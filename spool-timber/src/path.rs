//! Membership paths and their verification.

use serde::{Deserialize, Serialize};
use spool_common::{Digest, HashDomain};

/// Side on which a sibling sits relative to the running hash.
#[derive(Clone, Copy, Debug, PartialEq, Eq, Hash, Serialize, Deserialize)]
#[serde(rename_all = "lowercase")]
pub enum Direction {
    Left,
    Right,
}

/// One level of a membership path.
#[derive(Clone, Copy, Debug, PartialEq, Eq, Serialize, Deserialize)]
pub struct PathStep {
    pub dir: Direction,
    pub value: Digest,
}

/// Sibling path from a leaf up to the root.
///
/// `path` is ordered leaf-to-root. A non-member carries an empty path.
#[derive(Clone, Debug, Default, PartialEq, Eq, Serialize, Deserialize)]
pub struct MerklePath {
    pub is_member: bool,
    pub path: Vec<PathStep>,
}

impl MerklePath {
    pub fn non_member() -> Self {
        Self::default()
    }

    pub fn len(&self) -> usize {
        self.path.len()
    }

    pub fn is_empty(&self) -> bool {
        self.path.is_empty()
    }

    pub fn siblings(&self) -> Vec<Digest> {
        self.path.iter().map(|step| step.value).collect()
    }

    /// Leaf position encoded by the directions: a sibling on the left means
    /// the leaf side is the right child at that level.
    pub fn leaf_index(&self) -> u64 {
        self.path
            .iter()
            .enumerate()
            .filter(|(_, step)| step.dir == Direction::Left)
            .fold(0u64, |acc, (level, _)| acc | (1u64 << level))
    }

    /// Fold `leaf` up the path. `None` for an empty path.
    pub fn compute_root<H: HashDomain>(&self, hasher: &H, leaf: &Digest) -> Option<Digest> {
        if self.path.is_empty() {
            return None;
        }
        let root = self.path.iter().fold(*leaf, |acc, step| match step.dir {
            Direction::Right => hasher.combine(&acc, &step.value),
            Direction::Left => hasher.combine(&step.value, &acc),
        });
        Some(root)
    }
}

/// Check that `value` hashes up `path` to `root`.
///
/// Pure function of its inputs; an empty path never verifies.
pub fn verify_merkle_path<H: HashDomain>(
    hasher: &H,
    value: &Digest,
    root: &Digest,
    path: &MerklePath,
) -> bool {
    path.compute_root(hasher, value)
        .map(|computed| computed == *root)
        .unwrap_or(false)
}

============================================================

▶ **Exercise aim**: The reply is to be an exact repeat of the records above.

▶ **Answer to this problem**:
filename spool-timber/src/path.rs
//! Membership paths and their verification.

use serde::{Deserialize, Serialize};
use spool_common::{Digest, HashDomain};

/// Side on which a sibling sits relative to the running hash.
#[derive(Clone, Copy, Debug, PartialEq, Eq, Hash, Serialize, Deserialize)]
#[serde(rename_all = "lowercase")]
pub enum Direction {
    Left,
    Right,
}

/// One level of a membership path.
#[derive(Clone, Copy, Debug, PartialEq, Eq, Serialize, Deserialize)]
pub struct PathStep {
    pub dir: Direction,
    pub value: Digest,
}

/// Sibling path from a leaf up to the root.
///
/// `path` is ordered leaf-to-root. A non-member carries an empty path.
#[derive(Clone, Debug, Default, PartialEq, Eq, Serialize, Deserialize)]
pub struct MerklePath {
    pub is_member: bool,
    pub path: Vec<PathStep>,
}

impl MerklePath {
    pub fn non_member() -> Self {
        Self::default()
    }

    pub fn len(&self) -> usize {
        self.path.len()
    }

    pub fn is_empty(&self) -> bool {
        self.path.is_empty()
    }

    pub fn siblings(&self) -> Vec<Digest> {
        self.path.iter().map(|step| step.value).collect()
    }

    /// Leaf position encoded by the directions: a sibling on the left means
    /// the leaf side is the right child at that level.
    pub fn leaf_index(&self) -> u64 {
        self.path
            .iter()
            .enumerate()
            .filter(|(_, step)| step.dir == Direction::Left)
            .fold(0u64, |acc, (level, _)| acc | (1u64 << level))
    }

    /// Fold `leaf` up the path. `None` for an empty path.
    pub fn compute_root<H: HashDomain>(&self, hasher: &H, leaf: &Digest) -> Option<Digest> {
        if self.path.is_empty() {
            return None;
        }
        let root = self.path.iter().fold(*leaf, |acc, step| match step.dir {
            Direction::Right => hasher.combine(&acc, &step.value),
            Direction::Left => hasher.combine(&step.value, &acc),
        });
        Some(root)
    }
}

/// Check that `value` hashes up `path` to `root`.
///
/// Pure function of its inputs; an empty path never verifies.
pub fn verify_merkle_path<H: HashDomain>(
    hasher: &H,
    value: &Digest,
    root: &Digest,
    path: &MerklePath,
) -> bool {
    path.compute_root(hasher, value)
        .map(|computed| computed == *root)
        .unwrap_or(false)
}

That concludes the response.